▶ **Excerpted records**:
====================
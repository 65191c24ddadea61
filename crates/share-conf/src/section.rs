//! Ordered parameter sets

use std::collections::BTreeMap;

use serde::ser::SerializeMap;
use serde::{Deserialize, Serialize, Serializer};

/// Well-known parameter names of a share definition
pub mod keys {
    pub const PATH: &str = "path";
    pub const VALID_USERS: &str = "valid users";
    pub const WRITE_LIST: &str = "write list";
    pub const OWNER: &str = "owner";
    pub const GROUP: &str = "group";
    pub const PERMISSIONS: &str = "permissions";
}

/// The parameters of one configuration section.
///
/// Keeps insertion order so that writes are reproducible and diffs stay
/// small. Setting an existing key replaces its value in place.
#[derive(Debug, Clone, Default, PartialEq, Eq, Deserialize)]
#[serde(from = "BTreeMap<String, String>")]
pub struct Section {
    params: Vec<(String, String)>,
}

impl Section {
    pub fn new() -> Self {
        Self::default()
    }

    /// Get a parameter value by exact key.
    pub fn get(&self, key: &str) -> Option<&str> {
        self.params
            .iter()
            .find(|(k, _)| k == key)
            .map(|(_, v)| v.as_str())
    }

    /// Set a parameter, returning the previous value if there was one.
    pub fn set(&mut self, key: impl Into<String>, value: impl Into<String>) -> Option<String> {
        let key = key.into();
        let value = value.into();
        match self.params.iter_mut().find(|(k, _)| *k == key) {
            Some((_, existing)) => Some(std::mem::replace(existing, value)),
            None => {
                self.params.push((key, value));
                None
            }
        }
    }

    /// Builder-style [`Section::set`].
    pub fn with(mut self, key: impl Into<String>, value: impl Into<String>) -> Self {
        self.set(key, value);
        self
    }

    pub fn remove(&mut self, key: &str) -> Option<String> {
        let pos = self.params.iter().position(|(k, _)| k == key)?;
        Some(self.params.remove(pos).1)
    }

    pub fn contains_key(&self, key: &str) -> bool {
        self.get(key).is_some()
    }

    pub fn iter(&self) -> impl Iterator<Item = (&str, &str)> {
        self.params.iter().map(|(k, v)| (k.as_str(), v.as_str()))
    }

    pub fn keys(&self) -> impl Iterator<Item = &str> {
        self.params.iter().map(|(k, _)| k.as_str())
    }

    pub fn len(&self) -> usize {
        self.params.len()
    }

    pub fn is_empty(&self) -> bool {
        self.params.is_empty()
    }

    /// The share's `path` parameter, if set and non-empty.
    pub fn path(&self) -> Option<&str> {
        self.get(keys::PATH).filter(|p| !p.is_empty())
    }
}

impl<K: Into<String>, V: Into<String>> FromIterator<(K, V)> for Section {
    fn from_iter<I: IntoIterator<Item = (K, V)>>(iter: I) -> Self {
        let mut section = Section::new();
        for (k, v) in iter {
            section.set(k, v);
        }
        section
    }
}

impl From<BTreeMap<String, String>> for Section {
    fn from(map: BTreeMap<String, String>) -> Self {
        map.into_iter().collect()
    }
}

impl Serialize for Section {
    fn serialize<S: Serializer>(&self, serializer: S) -> Result<S::Ok, S::Error> {
        let mut map = serializer.serialize_map(Some(self.params.len()))?;
        for (k, v) in &self.params {
            map.serialize_entry(k, v)?;
        }
        map.end()
    }
}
====================
▶ **Try it**: Would you please state how many lines in the material hold "existing"? The number alone will do.

▶ **Answer to the problem**: 2